Each morning on my way to work I pass by the newest branch of the Church of Scientology. It’s an impressive structure, recently outfitted for the transition from office building to religious center. There was a grand opening a couple months ago, with quite a theatrical set built out front to attract the attention of passers-by. Since the dedication, there seems to be a cookout, an open house, or some other event always happening on the small lawn out front. Now I usually encounter smiling individuals offering me information pamphlets and inviting me to learn more about Scientology. I usually take one politely and smile back. To the average person strolling by, it seems quite clear that there is life and vitality inside.

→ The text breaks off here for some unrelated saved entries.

//! Cart configuration loaded from environment variables.
//!
//! # Environment Variables
//!
//! ## Optional
//! - `CART_STORAGE_DIR` - Directory holding the on-disk cart record (default: .gomarketplace)
//! - `CART_STORAGE_KEY` - Key of the cart record (default: @GoMarketplace:products)
//! - `CART_EVENT_CAPACITY` - Buffered events per broadcast receiver (default: 64, max: 65536)

use std::path::PathBuf;

use thiserror::Error;

/// Storage key of the persisted cart record.
pub const DEFAULT_STORAGE_KEY: &str = "@GoMarketplace:products";

/// Default directory for the file-backed store.
pub const DEFAULT_STORAGE_DIR: &str = ".gomarketplace";

/// Default broadcast channel capacity.
pub const DEFAULT_EVENT_CAPACITY: usize = 64;

/// Largest accepted broadcast channel capacity.
pub const MAX_EVENT_CAPACITY: usize = 65_536;

/// Configuration errors that can occur during loading.
#[derive(Debug, Error)]
pub enum ConfigError {
    #[error("Invalid environment variable {0}: {1}")]
    InvalidEnvVar(String, String),
}

/// Cart store configuration.
#[derive(Debug, Clone, PartialEq, Eq)]
pub struct CartConfig {
    /// Directory used by `FileStore`
    pub storage_dir: PathBuf,
    /// Key the cart record is stored under
    pub storage_key: String,
    /// Capacity of the cart event broadcast channel
    pub event_capacity: usize,
}

impl Default for CartConfig {
    fn default() -> Self {
        Self {
            storage_dir: PathBuf::from(DEFAULT_STORAGE_DIR),
            storage_key: DEFAULT_STORAGE_KEY.to_string(),
            event_capacity: DEFAULT_EVENT_CAPACITY,
        }
    }
}

impl CartConfig {
    /// Load configuration from environment variables.
    ///
    /// Calls `dotenvy::dotenv()` to load from `.env` file if present.
    ///
    /// # Errors
    ///
    /// Returns `ConfigError` if a variable is set to an invalid value.
    pub fn from_env() -> Result<Self, ConfigError> {
        // Load .env file if present (ignore errors if not found)
        let _ = dotenvy::dotenv();

        Self::from_lookup(|key| std::env::var(key).ok())
    }

    /// Build configuration from an arbitrary variable lookup.
    ///
    /// # Errors
    ///
    /// Returns `ConfigError` if a variable is set to an invalid value.
    pub fn from_lookup<F>(lookup: F) -> Result<Self, ConfigError>
    where
        F: Fn(&str) -> Option<String>,
    {
        let storage_dir = lookup("CART_STORAGE_DIR")
            .filter(|dir| !dir.trim().is_empty())
            .map_or_else(|| PathBuf::from(DEFAULT_STORAGE_DIR), PathBuf::from);

        let storage_key = lookup("CART_STORAGE_KEY")
            .unwrap_or_else(|| DEFAULT_STORAGE_KEY.to_string());
        if storage_key.trim().is_empty() {
            return Err(ConfigError::InvalidEnvVar(
                "CART_STORAGE_KEY".to_string(),
                "must not be empty".to_string(),
            ));
        }

        let event_capacity = match lookup("CART_EVENT_CAPACITY") {
            Some(raw) => parse_capacity(&raw)?,
            None => DEFAULT_EVENT_CAPACITY,
        };

        Ok(Self {
            storage_dir,
            storage_key,
            event_capacity,
        })
    }
}

fn parse_capacity(raw: &str) -> Result<usize, ConfigError> {
    let capacity = raw.trim().parse::<usize>().map_err(|e| {
        ConfigError::InvalidEnvVar("CART_EVENT_CAPACITY".to_string(), e.to_string())
    })?;
    if capacity == 0 {
        return Err(ConfigError::InvalidEnvVar(
            "CART_EVENT_CAPACITY".to_string(),
            "must be greater than 0".to_string(),
        ));
    }
    if capacity > MAX_EVENT_CAPACITY {
        return Err(ConfigError::InvalidEnvVar(
            "CART_EVENT_CAPACITY".to_string(),
            format!("must be at most {MAX_EVENT_CAPACITY}"),
        ));
    }
    Ok(capacity)
}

Then in the afternoon on my walk to the gym I make my way past an historical and beautiful Catholic Church in Washington’s Dupont Circle neighborhood. I attend Mass here as often as possible, and it truly is a lively parish with social justice programming, services in various languages, and friendly priests and lay ministers. Luckily I’m Catholic and I sought out this space, otherwise I might think the building is some sort of relic or museum. There are signs out front announcing the liturgical schedule, but the doors always seem forebodingly closed when Mass is not in progress. I’ve never seen anyone outside inviting people inside, or even offering a friendly smile or a simple invitation to answer some questions. The “Welcome” signs seem to be some sort of cruel mockery!
I offer this contrast not because I think the church should abandon the knowledge it’s gained over the past 2,000 years of evangelizing and instead turn to the leaders of a 20th-century science fiction-based religion for advice. But these scenes I encounter each day make me think about how we as Catholics are engaging a rushed, busy, and modern world. I might be checking email and making a call on my walk to the bus stop, but I still look up when someone says hello and offers a pamphlet. How can we invite an increasingly unchurched populace into our sacred space? How can we let them know what’s going on inside? Is it even a problem we’re considering, or do we think that we just need to be there for those who want to join us?
Let me offer one heartening scene. I was vacationing in San Francisco last month when on a walk to some sites I walked by a pretty nondescript Catholic Church. There was someone outside distributing fliers and inviting people in for a violin concert. This particular church offers free lunchtime recitals weekly, and tourists and locals attend for an escape. Some are Catholic, some are not. But all seemed to appreciate the respite from the hustle and bustle from daily life. They enjoyed some music and entered a space that they may otherwise never have set foot in. Will this sort of activity bring people to the church? Might, might not. But it is worth a try. After all, we’re exhorted to open wide the doors to Christ. Maybe the first step is literally to open the doors to our churches and cathedrals and see where we go from there.